Destination : 20 , Sens interdit(s)


Connu, pas reconnu

Ce matin-là, la grisaille du temps, des gens et des bâtiments pèse lourd sur son humeur. C'est l'heure où chacun s'achemine vers son lieu de travail. Elle se rend au laboratoire qu'elle dirige à l'hôpital.

- Ah, Madame Goupil, bonjour ! Je voulais vous proposer demain à 17 heures. Vous êtes disponible ?



L'air embarrassé, elle sort de son sac un minuscule agenda, le consulte et acquiesce. Après l'avoir remerciée, son interlocuteur s'éloigne prestement. Sur la page du trente du mois, elle écrit « réunion », oui, mais réunion où, avec qui ? Il l'a interpellée par son nom de famille et l'a vouvoyée. Ils sont légion à le faire à l'hôpital.

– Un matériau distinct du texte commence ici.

//! Media and comment markers: spans that own a single object character.

use std::ops::Range;

use crate::attributes::AttributeBag;
use crate::document::Document;
use crate::format::{CommentKind, Format, MediaKind, OBJECT_CHAR};
use crate::formatter::{cut_block, touches_lines};
use crate::span::Span;
use crate::text::TextBuffer;
use crate::types::TextChange;

pub struct ObjectFormatter<'a> {
    doc: &'a mut Document,
}

impl<'a> ObjectFormatter<'a> {
    pub fn new(doc: &'a mut Document) -> Self {
        Self { doc }
    }

    /// Replace `range` with an image or video. Returns the caret after it.
    pub fn insert_media(
        &mut self,
        kind: MediaKind,
        attributes: AttributeBag,
        range: Range<usize>,
    ) -> usize {
        let format = match kind {
            MediaKind::Image => Format::Image,
            MediaKind::Video => Format::Video,
        };
        self.doc
            .nested_replace(range.clone(), OBJECT_CHAR.encode_utf8(&mut [0; 4]));
        let at = range.start.min(self.doc.len_chars().saturating_sub(1));
        tracing::debug!(target: "weft::edit", %format, at, "inserting media");
        self.doc
            .spans_mut()
            .push(Span::new(format, at, at + 1).with_attributes(attributes));
        self.doc.canonicalize();
        at + 1
    }

    /// Replace `range` with a comment marker on a line of its own. Block
    /// formatting is cleared from the marker's line. Returns the caret,
    /// placed at the start of the line after the marker.
    pub fn insert_comment(&mut self, kind: CommentKind, range: Range<usize>) -> usize {
        let format = match kind {
            CommentKind::More => Format::More,
            CommentKind::Page => Format::Page,
        };
        let text = self.doc.text();
        let leading = !text.is_line_start(range.start);
        let trailing = text.char_at(range.end) != Some('\n');

        let mut insertion = String::with_capacity(5);
        if leading {
            insertion.push('\n');
        }
        insertion.push(OBJECT_CHAR);
        if trailing {
            insertion.push('\n');
        }
        self.doc.nested_replace(range.clone(), &insertion);

        let at = range.start + usize::from(leading);
        let line = at..at + 1;
        tracing::debug!(target: "weft::edit", %format, at, "inserting comment marker");
        let spans = self.doc.spans_mut();
        spans.replace_where(
            |s| s.format.is_block() && touches_lines(s, &line),
            |s| cut_block(s, &line),
        );
        spans.push(Span::new(format, at, at + 1));
        self.doc.canonicalize();
        at + 2
    }

    /// Keep comment markers alone on their lines after a user edit. Text
    /// typed next to a marker is pushed onto its own line; a deletion that
    /// joins a marker's line with a neighbouring one removes the marker.
    /// Returns the adjusted caret.
    pub fn separate_markers(&mut self, change: TextChange, caret: usize) -> usize {
        let spans = self.doc.spans();
        let marker_at = |pos: usize| spans.comment_at(pos);
        let is_break = |pos: usize| self.doc.char_at(pos) == Some('\n');

        if change.inserted > 0 {
            let end = change.new_end();
            let before = end > 0 && marker_at(end) && !is_break(end - 1);
            let after = change.start > 0
                && marker_at(change.start - 1)
                && self.doc.char_at(change.start).is_some_and(|c| c != '\n');
            let mut caret = caret;
            if before {
                self.doc.nested_replace(end..end, "\n");
            }
            if after {
                self.doc.nested_replace(change.start..change.start, "\n");
                caret += 1;
            }
            if before || after {
                tracing::debug!(target: "weft::edit", ?change, "moved text off a marker line");
            }
            return caret;
        }

        let at = change.start;
        let joined_after = at > 0
            && marker_at(at - 1)
            && self.doc.char_at(at).is_some_and(|c| c != '\n');
        let joined_before = !joined_after && at > 0 && marker_at(at) && !is_break(at - 1);
        let marker = if joined_after {
            at - 1
        } else if joined_before {
            at
        } else {
            return caret;
        };
        tracing::debug!(target: "weft::edit", at = marker, "removing a marker joined with text");
        self.doc.nested_replace(marker..marker + 1, "");
        if caret > marker { caret - 1 } else { caret }
    }
}
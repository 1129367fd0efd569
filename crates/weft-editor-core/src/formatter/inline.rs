//! Character styles.

use std::ops::Range;

use smol_str::SmolStr;

use crate::attributes::AttributeBag;
use crate::document::Document;
use crate::format::Format;
use crate::formatter::{cut_inline, probe_range};
use crate::span::Span;

/// Every position of the probed range is covered by `format`, except line
/// breaks and comment markers, which never carry inline styles.
pub fn contains(doc: &Document, format: Format, range: Range<usize>) -> bool {
    let probe = probe_range(doc.text(), range.start, range.end);
    let mut checked = false;
    for pos in probe {
        if doc.char_at(pos) == Some('\n') || doc.spans().comment_at(pos) {
            continue;
        }
        if !doc.spans().covered_by(format, pos) {
            return false;
        }
        checked = true;
    }
    checked
}

#[derive(Clone, Debug, PartialEq, Eq)]
struct Remembered {
    format: Format,
    range: Range<usize>,
    tag: SmolStr,
    attributes: AttributeBag,
}

/// Tag and attributes of inline spans removed by a toggle, keyed by format
/// and range.
#[derive(Clone, Debug, Default, PartialEq, Eq)]
pub struct AttributeMemo {
    entries: Vec<Remembered>,
}

impl AttributeMemo {
    pub fn remember(
        &mut self,
        format: Format,
        range: Range<usize>,
        tag: SmolStr,
        attributes: AttributeBag,
    ) {
        self.entries.retain(|e| e.format != format);
        self.entries.push(Remembered {
            format,
            range,
            tag,
            attributes,
        });
    }

    pub fn recall(&self, format: Format, range: &Range<usize>) -> Option<(SmolStr, AttributeBag)> {
        self.entries
            .iter()
            .find(|e| e.format == format && e.range == *range)
            .map(|e| (e.tag.clone(), e.attributes.clone()))
    }

    pub fn clear(&mut self) {
        self.entries.clear();
    }
}

pub struct InlineFormatter<'a> {
    doc: &'a mut Document,
    memo: &'a mut AttributeMemo,
}

impl<'a> InlineFormatter<'a> {
    pub fn new(doc: &'a mut Document, memo: &'a mut AttributeMemo) -> Self {
        Self { doc, memo }
    }

    /// Remove `format` from `range` if it covers it, otherwise apply it.
    /// Returns whether the format is now applied.
    pub fn toggle(&mut self, format: Format, range: Range<usize>) -> bool {
        if contains(self.doc, format, range.clone()) {
            self.remove(format, range);
            false
        } else {
            self.apply(format, range);
            true
        }
    }

    pub fn apply(&mut self, format: Format, range: Range<usize>) {
        if range.is_empty() {
            return;
        }
        // Continue the style of a span this one touches, then whatever was
        // removed from exactly this range.
        let (tag, attributes) = self
            .doc
            .spans()
            .of_format(format)
            .find(|s| s.start <= range.end && range.start <= s.end)
            .map(|s| (s.tag.clone(), s.attributes.clone()))
            .or_else(|| self.memo.recall(format, &range))
            .unwrap_or_else(|| (SmolStr::new_static(format.canonical_tag()), AttributeBag::new()));

        tracing::trace!(target: "weft::edit", %format, ?range, "applying inline style");
        self.doc.spans_mut().push(Span {
            format,
            tag,
            attributes,
            start: range.start,
            end: range.end,
        });
        self.doc.canonicalize();
    }

    pub fn remove(&mut self, format: Format, range: Range<usize>) {
        if range.is_empty() {
            return;
        }
        let taken = self
            .doc
            .spans_mut()
            .take_where(|s| s.format == format && s.overlaps(&range));
        if let Some(first) = taken.first() {
            self.memo.remember(
                format,
                range.clone(),
                first.tag.clone(),
                first.attributes.clone(),
            );
        }
        let pieces: Vec<Span> = taken.iter().flat_map(|s| cut_inline(s, &range)).collect();
        tracing::trace!(
            target: "weft::edit",
            %format,
            ?range,
            removed = taken.len(),
            "removing inline style"
        );
        self.doc.spans_mut().extend(pieces);
        self.doc.canonicalize();
    }
}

Consacrer, une partie de la journée à jouer au détective, quelle inutilité, quelle absurdité !



En pénétrant dans le sas de l'entrée, elle heurte une jeune femme engagée en sens inverse qui lui lance un bref « Salut ! Je suis pressée » et disparaît aussitôt. Trop rapide pour la reconnaître. Une infirmière de nuit, peut-être.



Son bureau, son labo représentent pour elle des endroits familiers, des havres de paix où chaque chose et chacun a sa place, où elle se sent bien. Elle connaît ses collaborateurs et les apprécie. Mathieu, son bras droit, qui n'ignore pas ses travers, l'aide à circonscrire le champ de son investigation en lui prodiguant un conseil judicieux. Il est sûr qu'il existe un trombinoscope au service du personnel. Un trait de génie. D'ailleurs, elle a un problème à exposer au chef du personnel. Elle se saisit d'un dossier et la voilà partie dans l'autre aile de l'immeuble. Il faut que je dise à Monsieur., trou noir, Monsieur comment ? »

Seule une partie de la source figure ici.